Saturday, 19 February 2011

First International (International Workingmen’s Association)

When the International was formed in September 1864, Marx was “a relatively obscure refugee journalist,” Saul Padover notes in the introduction to a volume of select works written by Marx for the International:

“Exiled from his native Germany, thrown out of Belgium, and expelled from France, Marx found refuge in the British capital in 1849. In the 15 years before the founding of the International, Marx eked out a living from journalism – saved from actual starvation by Frederick Engels, who was in the textile business in Manchester – and spent most of his time writing, reading, and researching (in the British Museum). After the traumatic defeat of the revolutions of 1848-49 in Europe, he became for a time politically inactive.
“In London, Marx’s main contacts were with other Europeans, particularly German and French radicals and refugees, with many of whom he had intermittent squabbles and disagreements. While showing deep interest in British politics, institutions, and movements – notably the history of Chartism, which was not without influence on his own political thinking – he kept himself, or was kept, aloof from English activists, including trade unionists. With few exceptions, one of them being the Chartist leader and editor Ernest Charles Jones, Marx had no close connection with English radicals or laborites, and vice versa. His led the politically isolated life of an unassimilated continental refugee. The International was to change all this.
“It is still not entirely clear why Marx was invited to what turned out to be a historic meeting at St. Martin’s Hall. Until about a week before the meeting, on September 28, he apparently knew nothing about any preparations for it. Then he was told about it by Victor Le Lubez, a 30-year-old French radical republican living in London, who invited him to come as a representtive of German workers. Marx accepted and proposed that he be joined by Johann Georg Eccarius, a tailor living in London, as another German representative.
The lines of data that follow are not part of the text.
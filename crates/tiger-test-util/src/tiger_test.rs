//! Builder for end-to-end back-end tests.

use mips32_asm::Instruction;
use mips32_emulator::Mips32Emulator;
use tiger_target_mips32::{compile_program, AllocatorKind};

/// Compile IR text through the full pipeline with the given allocator.
///
/// # Panics
///
/// Panics if the IR text does not parse.
pub fn compile(source: &str, kind: AllocatorKind) -> Vec<Instruction> {
    let program = tiger_ir::parse_program(source).expect("Failed to parse IR program");
    compile_program(&program, kind)
}

/// A builder for compiling an IR program and running it on the emulator.
pub struct TigerTest {
    source: String,
    kind: AllocatorKind,
    input: Vec<i32>,
    expected_output: Option<String>,
    max_instructions: u64,
}

impl TigerTest {
    /// Create a test for the given IR program text.
    pub fn new(source: &str) -> Self {
        Self {
            source: source.to_string(),
            kind: AllocatorKind::default(),
            input: Vec::new(),
            expected_output: None,
            max_instructions: 1_000_000,
        }
    }

    /// Choose the allocation strategy (the default is naive).
    pub fn allocator(mut self, kind: AllocatorKind) -> Self {
        self.kind = kind;
        self
    }

    /// Script the input consumed by the read intrinsics.
    pub fn with_input(mut self, input: &[i32]) -> Self {
        self.input = input.to_vec();
        self
    }

    /// Assert the program's captured output after the run.
    pub fn expect_output(mut self, expected: &str) -> Self {
        self.expected_output = Some(expected.to_string());
        self
    }

    /// Cap the number of executed instructions.
    pub fn max_instructions(mut self, limit: u64) -> Self {
        self.max_instructions = limit;
        self
    }

    /// Compile and run the whole program from its entry function.
    ///
    /// Returns the emulator for further register/output assertions.
    ///
    /// # Panics
    ///
    /// Panics if compilation or execution fails, or if the captured output
    /// does not match an expectation set with `expect_output`.
    pub fn run(self) -> Mips32Emulator {
        let instructions = compile(&self.source, self.kind);
        let mut emulator = Mips32Emulator::new(instructions)
            .with_input(&self.input)
            .with_max_instructions(self.max_instructions);
        emulator.run().expect("emulation failed");
        if let Some(expected) = &self.expected_output {
            assert_eq!(
                emulator.output(),
                expected,
                "program output mismatch ({:?} allocation)",
                self.kind
            );
        }
        emulator
    }

    /// Compile the program, then call a single function with arguments and
    /// return the value left in the return-value register.
    ///
    /// # Panics
    ///
    /// Panics if compilation or execution fails.
    pub fn call(self, function: &str, args: &[i32]) -> i32 {
        let instructions = compile(&self.source, self.kind);
        let mut emulator = Mips32Emulator::new(instructions)
            .with_input(&self.input)
            .with_max_instructions(self.max_instructions);
        emulator.call(function, args).expect("emulation failed")
    }
}

#[cfg(test)]
mod tests {
    use super::*;

    #[test]
    fn test_compile_and_run_round_trip() {
        TigerTest::new(
            r#"
#start_function
void main():
int-list: x
    assign, x, 3
    add, x, x, 4
    call, puti, x
#end_function
"#,
        )
        .expect_output("7")
        .run();
    }

    #[test]
    fn test_function_call_harness() {
        let result = TigerTest::new(
            r#"
#start_function
int add2(int a, int b):
int-list: t
    add, t, a, b
    return, t
#end_function

#start_function
void main():
int-list:
#end_function
"#,
        )
        .call("add2", &[3, 4]);
        assert_eq!(result, 7);
    }
}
As it turned out, Marx and Eccarius were to become the two mainstays of the International from its inception to its end.


“The meeting was jammed with a large number of assorted radicals. There were English Owenties and Chartists, French Proudhonists and Blanquists, Irish nationalists, Polish patriots, Italian Mazzinists, and German Socialists. It was an assortment united not by a commonly shared ideology or even by genuine internationalism, but by an accumulated burden of variated grievances crying for an outlet. The English were against special privilege, the French against Bonapartism, the Irish against the British, the Poles against Russia [Poland was occupied by Russia in 1795], the Italians against Austria, and the Germans against capitalism. There was no necessary or integral interconnection among them – except what Marx later tried to provide in the organizaton that followed the meeting. Under the chairmanship of Edward Spencer Beesly, an English Positivist historian and professor at London University, radical oratory was given free rein. Marx himself did not speak. He was, as he wrote later, a ‘silent figure on the platform.’
“The meeting voted unanimously to appoint a provisional committee to work out a program and membership rules for the proposed international organizaton. Marx was appointed a member of the committee, which met a week later and, being large and unweildy, agreed on a small subcommittee to do the actual work. Marx became a member of this crucial subcommittee. The only other German on it was “my old friend, the tailor Eccarius", as Marx wrote to a communist friend in Solingen. The subcommittee met in Marx’s house, and so powerful was his intellectual ascendency and certainty of purpose – the In Augural Address – and the rules – Provisional Statutes – of the new organization. Henceforth Marx was to remain its predominant spirit and the indomitable personality that held the disparate International Association together for eight difficult and often stormy years, until it was shattered by bitter internal dissensions.
“In the International, Marx saw a great historic opportunity, and seized it. Indeed, it is questionable whether the organization would have survived, or would have had any meaning, without him. His steely will and impassioned commitment to the idea of the revolutionary role of the world proletariat prevented the International from passing into the same oblivion as had other dreams of squabbly radicals, confused in their philosophy and at cross-purposes in their aims.”
See History of the First International, for documents and eye-witness histories.

General Council::
Architect – Karl Marx, Peter Fox
Tailor – Eccarius, Lessner, Maurice, Milner, Stainsby
Carpenter – Applegarth, Cremer, Lochner, Weston
Weaver – Bradnick, J. Hales, Mottershead
Shoemaker – Morgan, Odger, Serraillier
Furniture Maker – Dell, Lucraft
Watchmaker – Jung
Mason – Howell
Musical-instrument maker – Dupont
Hairdresser – Lassassie
Marx was one of few who kept his seat in the General Council from the formation of the International Working Men’s Association over many years. He would relinquish it in 1872 – when the International moved to New York. The General Council fluctuated greatly in size – the Address to President Lincoln, for example, had 58 signatures. The Council met weekly. Marx was almost always in attendance, unless limited by illness.